Mello, a professor of law and also a professor of health policy, identified a contradiction between required standards of emergency care and state abortion bans. The Emergency Medical Treatment and Labor Act (EMTALA) of 1986 was created to prevent hospitals from refusing emergency care to patients unable to pay, and it requires that all patients must receive emergency care and stabilizing treatment. Under new state abortion laws, however, some pregnant patients who face an emergency threat to their health and require such stabilizing treatment may not receive an abortion because it’s unclear whether they meet a state ban’s exception for health or life of the mother (if such an exception exists).
In these cases, the abortion law and EMTALA are in conflict. Mello said, “For providers, the question is not whether they should violate the law, but which law should they violate?” She cites two recent lawsuits in Texas and Idaho involving similar situations.
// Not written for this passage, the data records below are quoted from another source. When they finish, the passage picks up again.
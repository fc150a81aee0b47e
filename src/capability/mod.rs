//! `CapabilityStore`: short-lived grants that let a tool call skip the
//! approval gate it would otherwise require. Grants are consumed
//! atomically and pruned once expired.

use std::collections::HashMap;
use std::sync::Mutex;

use chrono::{DateTime, Utc};
use uuid::Uuid;

/// A short-lived, use-counted right to invoke one capability within one
/// scope. Grants are single-capability by design (matching the data
/// model's `capability` field, not a set) so that `consume_required` can
/// satisfy a set of distinct capabilities from distinct grants and prove,
/// per capability, which grant's use count it decremented.
#[derive(Debug, Clone)]
pub struct CapabilityGrant {
    pub id: Uuid,
    pub scope_key: String,
    pub capability: String,
    pub granted_at: DateTime<Utc>,
    pub expires_at: DateTime<Utc>,
    pub remaining_uses: Option<u32>,
}

impl CapabilityGrant {
    fn is_expired(&self, now: DateTime<Utc>) -> bool {
        now >= self.expires_at || self.remaining_uses == Some(0)
    }
}

#[derive(Default)]
pub struct CapabilityStore {
    grants: Mutex<HashMap<Uuid, CapabilityGrant>>,
}

impl CapabilityStore {
    pub fn new() -> Self {
        Self::default()
    }

    pub fn insert(&self, grant: CapabilityGrant) {
        let mut guard = self.grants.lock().unwrap_or_else(std::sync::PoisonError::into_inner);
        guard.insert(grant.id, grant);
    }

    /// Atomically consume one grant per distinct capability in `required`,
    /// all scoped to `scope_key`. Every distinct capability must have a
    /// live, covering grant (earliest-expiry wins the tie-break) before
    /// anything is decremented; if any is missing, no grant is touched and
    /// `None` is returned. On success, returns the id of the grant
    /// consumed for each distinct capability, in the same order they first
    /// appear in `required`.
    pub fn consume_required(&self, scope_key: &str, required: &[String], now: DateTime<Utc>) -> Option<Vec<Uuid>> {
        let mut guard = self.grants.lock().unwrap_or_else(std::sync::PoisonError::into_inner);

        guard.retain(|_, g| !g.is_expired(now));

        let mut distinct: Vec<&String> = Vec::new();
        for cap in required {
            if !distinct.contains(&cap) {
                distinct.push(cap);
            }
        }

        let mut chosen: Vec<Uuid> = Vec::new();
        for cap in &distinct {
            let candidate = guard
                .values()
                .filter(|g| g.scope_key == scope_key && &&g.capability == cap && !chosen.contains(&g.id))
                .min_by_key(|g| g.expires_at)
                .map(|g| g.id);
            match candidate {
                Some(id) => chosen.push(id),
                None => return None,
            }
        }

        for id in &chosen {
            if let Some(grant) = guard.get_mut(id) {
                if let Some(remaining) = grant.remaining_uses.as_mut() {
                    *remaining = remaining.saturating_sub(1);
                }
                if grant.is_expired(now) {
                    guard.remove(id);
                }
            }
        }

        Some(chosen)
    }

    /// Drop every expired grant; called opportunistically (e.g. each
    /// heartbeat tick) to bound memory use.
    pub fn prune(&self, now: DateTime<Utc>) {
        let mut guard = self.grants.lock().unwrap_or_else(std::sync::PoisonError::into_inner);
        guard.retain(|_, g| !g.is_expired(now));
    }

    pub fn len(&self) -> usize {
        self.grants.lock().unwrap_or_else(std::sync::PoisonError::into_inner).len()
    }

    pub fn is_empty(&self) -> bool {
        self.len() == 0
    }
}
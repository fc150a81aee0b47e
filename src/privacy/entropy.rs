//! Shannon entropy over a byte-value histogram, used to flag
//! high-entropy tokens (API keys, session secrets) that don't match any
//! structural pattern.

pub fn shannon_entropy_bits_per_char(s: &str) -> f64 {
    if s.is_empty() {
        return 0.0;
    }
    let mut counts = [0u32; 256];
    let mut total = 0u32;
    for b in s.bytes() {
        counts[b as usize] += 1;
        total += 1;
    }
    let total = total as f64;
    counts
        .iter()
        .filter(|&&c| c > 0)
        .map(|&c| {
            let p = c as f64 / total;
            -p * p.log2()
        })
        .sum()
}

/// A run of characters plausible as part of a token: alphanumeric plus
/// `_`, `-`, `+`, `/`, `=`.
pub fn is_token_char(c: char) -> bool {
    c.is_ascii_alphanumeric() || matches!(c, '_' | '-' | '+' | '/' | '=')
}

#[cfg(test)]
mod tests {
    use super::*;

    #[test]
    fn uniform_text_has_low_entropy() {
        let entropy = shannon_entropy_bits_per_char("aaaaaaaaaaaaaaaaaaaaaaaaaaaa");
        assert!(entropy < 1.0);
    }

    #[test]
    fn random_looking_token_has_high_entropy() {
        let entropy = shannon_entropy_bits_per_char("qX7z9Lm2Kp8Rw4Tn6Yb1Vc3Ud5Ef0");
        assert!(entropy >= 4.0, "entropy was {entropy}");
    }
}
//! Rolling-window trim for the core memory file. Runs opportunistically
//! (heartbeat tick) rather than on every append, guarded by a lock file
//! so two trims never race.

use std::fs;
use std::path::{Path, PathBuf};

use crate::config::CompactionConfig;
use crate::error::{CoreError, Result};

pub struct CompactionOutcome {
    pub kept: usize,
    pub archived: usize,
}

/// Partition the core file's record lines into keep-always and
/// compactable, then drop compactable lines beyond `max_records`/
/// `max_chars`, oldest first, archiving what's dropped unless
/// `config.archive_trimmed` is false.
pub fn trim_core_file(path: &Path, config: &CompactionConfig) -> Result<CompactionOutcome> {
    let _guard = LockFile::acquire(path)?;

    let contents = fs::read_to_string(path).unwrap_or_default();
    let mut header_lines = Vec::new();
    let mut record_lines = Vec::new();

    for line in contents.lines() {
        if line.trim_start().starts_with("- **") {
            record_lines.push(line.to_string());
        } else if record_lines.is_empty() {
            header_lines.push(line.to_string());
        }
    }

    let (keep_always, compactable): (Vec<String>, Vec<String>) =
        record_lines.into_iter().partition(|l| l.contains("keep_always=true"));

    let mut kept_compactable = compactable;
    let mut archived = Vec::new();

    while kept_compactable.len() > config.max_records {
        archived.push(kept_compactable.remove(0));
    }

    let mut total_chars: usize = keep_always.iter().chain(kept_compactable.iter()).map(|l| l.len()).sum();
    while total_chars > config.max_chars && !kept_compactable.is_empty() {
        let dropped = kept_compactable.remove(0);
        total_chars -= dropped.len();
        archived.push(dropped);
    }

    let mut rebuilt = header_lines.join("\n");
    if !rebuilt.is_empty() {
        rebuilt.push('\n');
    }
    for line in keep_always.iter().chain(kept_compactable.iter()) {
        rebuilt.push_str(line);
        rebuilt.push('\n');
    }

    let tmp = path.with_extension("tmp");
    fs::write(&tmp, &rebuilt).map_err(|e| CoreError::Other(e.into()))?;
    fs::rename(&tmp, path).map_err(|e| CoreError::Other(e.into()))?;

    if config.archive_trimmed && !archived.is_empty() {
        archive(path, &archived)?;
    }

    Ok(CompactionOutcome {
        kept: keep_always.len() + kept_compactable.len(),
        archived: archived.len(),
    })
}

fn archive(core_path: &Path, lines: &[String]) -> Result<()> {
    let archive_path = core_path.with_file_name("MEMORY.archive.md");
    let mut existing = fs::read_to_string(&archive_path).unwrap_or_default();
    for line in lines {
        existing.push_str(line);
        existing.push('\n');
    }
    fs::write(&archive_path, existing).map_err(|e| CoreError::Other(e.into()))?;
    Ok(())
}

struct LockFile {
    path: PathBuf,
}

impl LockFile {
    fn acquire(core_path: &Path) -> Result<Self> {
        let path = core_path.with_extension("lock");
        match fs::OpenOptions::new().create_new(true).write(true).open(&path) {
            Ok(_) => Ok(Self { path }),
            Err(e) if e.kind() == std::io::ErrorKind::AlreadyExists => {
                Err(CoreError::Other(anyhow::anyhow!("compaction already in progress")))
            }
            Err(e) => Err(CoreError::Other(e.into())),
        }
    }
}

impl Drop for LockFile {
    fn drop(&mut self) {
        let _ = fs::remove_file(&self.path);
    }
}

#[cfg(test)]
mod tests {
    use super::*;

    fn config(max_records: usize, max_chars: usize) -> CompactionConfig {
        CompactionConfig {
            max_records,
            max_chars,
            min_age_days: 7,
            compacted_text_truncate_chars: 4000,
            long_memory_cap_blocks: 200,
            archive_trimmed: true,
        }
    }

    #[test]
    fn trim_drops_oldest_beyond_max_records() {
        let dir = tempfile::tempdir().unwrap();
        let path = dir.path().join("MEMORY.md");
        let lines: Vec<String> = (0..5)
            .map(|i| format!("- **k{i}** [md:layer=core]: value {i}"))
            .collect();
        fs::write(&path, lines.join("\n")).unwrap();

        let outcome = trim_core_file(&path, &config(3, 100_000)).unwrap();
        assert_eq!(outcome.kept, 3);
        assert_eq!(outcome.archived, 2);

        let remaining = fs::read_to_string(&path).unwrap();
        assert!(remaining.contains("k2"));
        assert!(!remaining.contains("k0"));
    }

    #[test]
    fn keep_always_lines_survive_trim() {
        let dir = tempfile::tempdir().unwrap();
        let path = dir.path().join("MEMORY.md");
        fs::write(
            &path,
            "- **k0** [md:layer=core;keep_always=true]: never drop\n- **k1** [md:layer=core]: droppable\n",
        )
        .unwrap();

        let outcome = trim_core_file(&path, &config(0, 100_000)).unwrap();
        assert_eq!(outcome.archived, 1);
        let remaining = fs::read_to_string(&path).unwrap();
        assert!(remaining.contains("never drop"));
    }

    #[test]
    fn archived_lines_are_written_to_archive_file() {
        let dir = tempfile::tempdir().unwrap();
        let path = dir.path().join("MEMORY.md");
        fs::write(&path, "- **k0** [md:layer=core]: value 0\n").unwrap();
        trim_core_file(&path, &config(0, 100_000)).unwrap();
        let archive_contents = fs::read_to_string(dir.path().join("MEMORY.archive.md")).unwrap();
        assert!(archive_contents.contains("value 0"));
    }
}
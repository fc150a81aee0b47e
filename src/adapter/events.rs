//! Streaming event shape every provider normalizes into, and the
//! collector that accumulates index-keyed tool-call deltas into
//! complete tool calls.

use std::collections::BTreeMap;

use serde_json::Value;

use crate::adapter::types::{ProviderResponse, StopReason};

#[derive(Debug, Clone)]
pub enum AdapterEvent {
    ResponseStart,
    TextDelta { text: String },
    ToolCallDelta { index: u32, id: Option<String>, name: Option<String>, args_fragment: Option<String> },
    ToolCallComplete { index: u32 },
    Usage { input_tokens: Option<u64>, output_tokens: Option<u64> },
    Done { stop_reason: StopReason },
    Error { message: String },
}

#[derive(Default, Debug, Clone)]
struct PartialToolCall {
    id: String,
    name: String,
    args_buffer: String,
}

/// Accumulates a provider's streamed deltas into a finished
/// `ProviderResponse`. Tool call fragments arrive keyed by index (a
/// provider may interleave deltas for several tool calls at once), so
/// the buffer is index-keyed rather than append-only.
#[derive(Default)]
pub struct EventCollector {
    text: String,
    tool_calls: BTreeMap<u32, PartialToolCall>,
    stop_reason: Option<StopReason>,
    error: Option<String>,
    input_tokens: Option<u64>,
    output_tokens: Option<u64>,
}

impl EventCollector {
    pub fn new() -> Self {
        Self::default()
    }

    pub fn feed(&mut self, event: AdapterEvent) {
        match event {
            AdapterEvent::ResponseStart => {}
            AdapterEvent::TextDelta { text } => self.text.push_str(&text),
            AdapterEvent::ToolCallDelta {
                index,
                id,
                name,
                args_fragment,
            } => {
                let entry = self.tool_calls.entry(index).or_default();
                if let Some(id) = id {
                    entry.id = id;
                }
                if let Some(name) = name {
                    entry.name = name;
                }
                if let Some(fragment) = args_fragment {
                    entry.args_buffer.push_str(&fragment);
                }
            }
            AdapterEvent::ToolCallComplete { .. } => {}
            AdapterEvent::Usage { input_tokens, output_tokens } => {
                self.input_tokens = input_tokens.or(self.input_tokens);
                self.output_tokens = output_tokens.or(self.output_tokens);
            }
            AdapterEvent::Done { stop_reason } => self.stop_reason = Some(stop_reason),
            AdapterEvent::Error { message } => self.error = Some(message),
        }
    }

    pub fn error(&self) -> Option<&str> {
        self.error.as_deref()
    }

    pub fn usage(&self) -> (Option<u64>, Option<u64>) {
        (self.input_tokens, self.output_tokens)
    }

    pub fn finish(self) -> ProviderResponse {
        use crate::adapter::types::ContentBlock;

        let mut content = Vec::new();
        if !self.text.is_empty() {
            content.push(ContentBlock::Text { text: self.text });
        }
        for (_, call) in self.tool_calls {
            let args: Value = serde_json::from_str(&call.args_buffer).unwrap_or(Value::Null);
            content.push(ContentBlock::ToolUse {
                id: call.id,
                name: call.name,
                args,
            });
        }

        let stop_reason = self.stop_reason.unwrap_or(StopReason::EndTurn);
        ProviderResponse {
            content,
            stop_reason,
            input_tokens: self.input_tokens,
            output_tokens: self.output_tokens,
        }
    }
}
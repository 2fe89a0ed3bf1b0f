//! Error types for the ticket model

/// Errors raised while building or checking ticket documents
#[derive(Debug, thiserror::Error)]
pub enum ModelError {
    /// Document violates the ticket schema; one entry per violation
    #[error("validation failed: {}", .0.join(", "))]
    Validation(Vec<String>),

    /// Document could not be (de)serialized
    #[error("serialization failed: {0}")]
    Serialization(#[from] serde_json::Error),

    /// A ticket key that is not a decimal integer
    #[error("invalid ticket key: {0}")]
    InvalidKey(String),
}

impl ModelError {
    /// Schema violations carried by this error, empty for other kinds
    #[inline]
    #[must_use]
    pub fn violations(&self) -> &[String] {
        match self {
            Self::Validation(v) => v,
            _ => &[],
        }
    }
}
It can take years for courts to establish through case rulings whether a provider could be prosecuted and held liable for withholding care if a patient were harmed or killed because an abortion was denied.
While these difficulties stem from legal rather than medical matters, Mello said, most doctors are not getting adequate support from their legal counsel. Some hospitals are recommending that emergency medicine doctors seek legal consultations before administering treatment, an approach she terms “not helpful.”
For providers, the question is not whether they should violate the law, but which law should they violate?
Not enough institutions are signaling support to their doctors, she said. “It’s a really big ask for front-line physicians to take that kind of risk” in a system where most abortion bans target the provider with penalties rather than the patient. Most penalties are civil, but some are criminal. She related a conversation with a colleague who is an OB-GYN in a state with a new abortion ban. This doctor, who trained for almost 10 years and has a young family, shared her fear of losing her livelihood as well as risking years in prison if she acted contrary to the ban. She shared her “moral distress” at not being able to help a patient. Mello said, “It’s really unfair there’s not more support for physicians to navigate this space.”
In her research on current state abortion laws, some the result of trigger laws and some newly passed, Mello found that 26 states have total or near-total bans, eight of which are temporarily on hold through the court system. Only four allow exceptions for victims of rape or incest, and only nine protect the patient’s health in non-life-threatening circumstances. She noted that the Supreme Court’s Dobbs decision ruled on a Mississippi abortion ban that does allow some exceptions, so the court has not ruled on the constitutionality of stricter bans.
Mello’s recent research also includes the legal approaches used in the Roe and Dobbs decisions, which she terms “radically different” in their reasoning. She is working with a student to study the disparate impact of abortion restrictions on women of color compared with others. Mello also recently wrote about evolving legal and ethical issues in emergency room care and abortion in JAMA Health Forum.